Monday, September 22, 2014

MAVEN Spacecraft to become Mars' Atmospheric Maven

     On Sunday the MAVEN spacecraft entered Mars' orbit. NASA launched the MAVEN project in November of 2013 to study the atmospheric conditions of the red planet. MAVEN (Mars Atmosphere and Volatile EvolutioN) traveled 442 million miles, or 711 million kilometers to reach its destination. Now that it is in orbit with Mars it will begin to collect data on magnetic fields, solar winds, chemical make up, etc. of the atmosphere of our neighbor. The purpose of the mission is to learn not only the current atmospheric conditions of the planet, but also give us insight into the history of Mars' atmosphere, climate, availability of liquid water and potential for future habitability. This bird-like spacecraft will be in orbit at different levels of the atmosphere for a year-long mission.
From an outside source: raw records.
use alloc::vec::Vec;

use crate::{AdapterEvent, ChoiceError, PositionSet};

/// The checked positions of a list in choice mode.
///
/// This type is intentionally UI-agnostic:
/// - It does not hold any UI objects.
/// - Your adapter forwards list mutation notifications (`on_item_range_*`) in the order they
///   happened, so checked positions keep pointing at the same logical items.
/// - Every adaptation returns whether the checked set changed, so the adapter can decide
///   whether on-screen views need a refresh.
///
/// For the choice-mode lifecycle (listeners, bounds checks, view syncing), see the
/// `choice-state-adapter` crate.
#[derive(Clone, Debug, Default, PartialEq, Eq)]
#[cfg_attr(feature = "serde", derive(serde::Serialize, serde::Deserialize))]
pub struct ChoiceState {
    positions: PositionSet,
}

impl ChoiceState {
    pub fn new() -> Self {
        Self::default()
    }

    pub fn with_capacity(capacity: usize) -> Self {
        Self::from_position_set(PositionSet::with_capacity(capacity))
    }

    pub fn from_position_set(positions: PositionSet) -> Self {
        Self { positions }
    }

    pub fn positions(&self) -> &PositionSet {
        &self.positions
    }

    pub fn into_position_set(self) -> PositionSet {
        self.positions
    }

    pub fn is_checked(&self, position: usize) -> bool {
        self.positions.contains(position)
    }

    /// Sets the checked state for `position`. Returns `true` if the state changed.
    ///
    /// No bounds checking happens here; that is the caller's policy.
    pub fn set_checked(&mut self, position: usize, checked: bool) -> bool {
        if checked {
            self.positions.add(position)
        } else {
            self.positions.remove(position)
        }
    }

    pub fn clear(&mut self) {
        self.positions.clear();
    }

    pub fn checked_count(&self) -> usize {
        self.positions.len()
    }

    /// Checked positions in ascending order.
    pub fn checked_positions(&self) -> Vec<usize> {
        self.positions.to_vec()
    }

    /// Applies one adapter notification and returns whether the checked set changed.
    pub fn apply(&mut self, event: AdapterEvent) -> Result<bool, ChoiceError> {
        let changed = match event {
            AdapterEvent::Changed => self.on_changed(),
            AdapterEvent::ItemRangeChanged { start, count } => {
                self.on_item_range_changed(start, count)
            }
            AdapterEvent::ItemRangeInserted { start, count } => {
                self.on_item_range_inserted(start, count)
            }
            AdapterEvent::ItemRangeRemoved { start, count } => {
                self.on_item_range_removed(start, count)
            }
            AdapterEvent::ItemRangeMoved { from, to, count } => {
                self.on_item_range_moved(from, to, count)?
            }
        };
        ctrace!(?event, changed, checked = self.positions.len(), "ChoiceState::apply");
        Ok(changed)
    }

    /// The whole dataset changed. Returns `true` if anything was checked.
    pub fn on_changed(&mut self) -> bool {
        if self.positions.is_empty() {
            return false;
        }
        self.positions.clear();
        true
    }

    /// Items in `[start, start + count)` got new content; their checks are dropped.
    pub fn on_item_range_changed(&mut self, start: usize, count: usize) -> bool {
        if count == 0 {
            return false;
        }
        let (lo, hi) = self.affected(start, count);
        if lo >= hi {
            return false;
        }
        self.positions.remove_range(lo, hi - lo);
        true
    }

    /// `count` unchecked items were inserted at `start`.
    pub fn on_item_range_inserted(&mut self, start: usize, count: usize) -> bool {
        if count == 0 {
            return false;
        }
        let index = self.positions.index_of(start).lower_bound();
        let len = self.positions.len();
        if index >= len {
            return false;
        }
        self.positions.increase_range(index, len - index, signed(count));
        true
    }

    /// Items in `[start, start + count)` were removed.
    ///
    /// Checks inside the range are dropped, checks after it move up by `count`.
    pub fn on_item_range_removed(&mut self, start: usize, count: usize) -> bool {
        if count == 0 {
            return false;
        }
        let (lo, hi) = self.affected(start, count);
        if lo >= self.positions.len() {
            return false;
        }

        let mut changed = false;
        if lo < hi {
            self.positions.remove_range(lo, hi - lo);
            changed = true;
        }

        let len = self.positions.len();
        if lo < len {
            self.positions.increase_range(lo, len - lo, -signed(count));
            changed = true;
        }
        changed
    }

    /// A single item moved from `from` to `to`.
    pub fn on_item_moved(&mut self, from: usize, to: usize) -> bool {
        if from == to {
            return false;
        }

        let mut changed = false;
        let from_search = self.positions.index_of(from);
        let moved = from_search.found();

        if from < to {
            // Items in (from, to] slide up by one.
            let mut lo = from_search.upper_bound();
            let mut hi = self.positions.index_of(to).upper_bound();
            if let Some(index) = moved {
                self.positions.remove_at(index);
                lo -= 1;
                hi -= 1;
                changed = true;
            }
            if lo < hi {
                self.positions.increase_range(lo, hi - lo, -1);
                changed = true;
            }
        } else {
            // Items in [to, from) slide down by one.
            let lo = self.positions.index_of(to).lower_bound();
            let hi = from_search.lower_bound();
            if let Some(index) = moved {
                self.positions.remove_at(index);
                changed = true;
            }
            if lo < hi {
                self.positions.increase_range(lo, hi - lo, 1);
                changed = true;
            }
        }

        if moved.is_some() {
            self.positions.add(to);
        }
        changed
    }

    /// `count` items moved from `from` to `to`.
    ///
    /// Only single-item moves can be adapted; larger batches are rejected without touching the
    /// checked set.
    pub fn on_item_range_moved(
        &mut self,
        from: usize,
        to: usize,
        count: usize,
    ) -> Result<bool, ChoiceError> {
        if count == 0 || from == to {
            return Ok(false);
        }
        if count != 1 {
            cwarn!(from, to, count, "ChoiceState: multi-item move rejected");
            return Err(ChoiceError::UnsupportedMove { item_count: count });
        }
        Ok(self.on_item_moved(from, to))
    }

    /// Element index range `[lo, hi)` of checked positions inside `[start, start + count)`.
    fn affected(&self, start: usize, count: usize) -> (usize, usize) {
        let lo = self.positions.index_of(start).lower_bound();
        let last = start.saturating_add(count - 1);
        let hi = self.positions.index_of(last).upper_bound();
        (lo, hi)
    }
}

fn signed(count: usize) -> isize {
    isize::try_from(count).unwrap_or(isize::MAX)
}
Visiting different levels of the atmosphere will allow a greater understanding of the whole picture. At its closest MAVEN will be only 93 miles (150 km) from the surface of Mars and at its highest will travel 3,728 miles (6,000 km) above the surface. Although I don't suspect that we earthlings will be headed to inhabit Mars any time soon, it is fascinating that we are able to use current technology to put the unwritten historical puzzle of our neighboring planet back together.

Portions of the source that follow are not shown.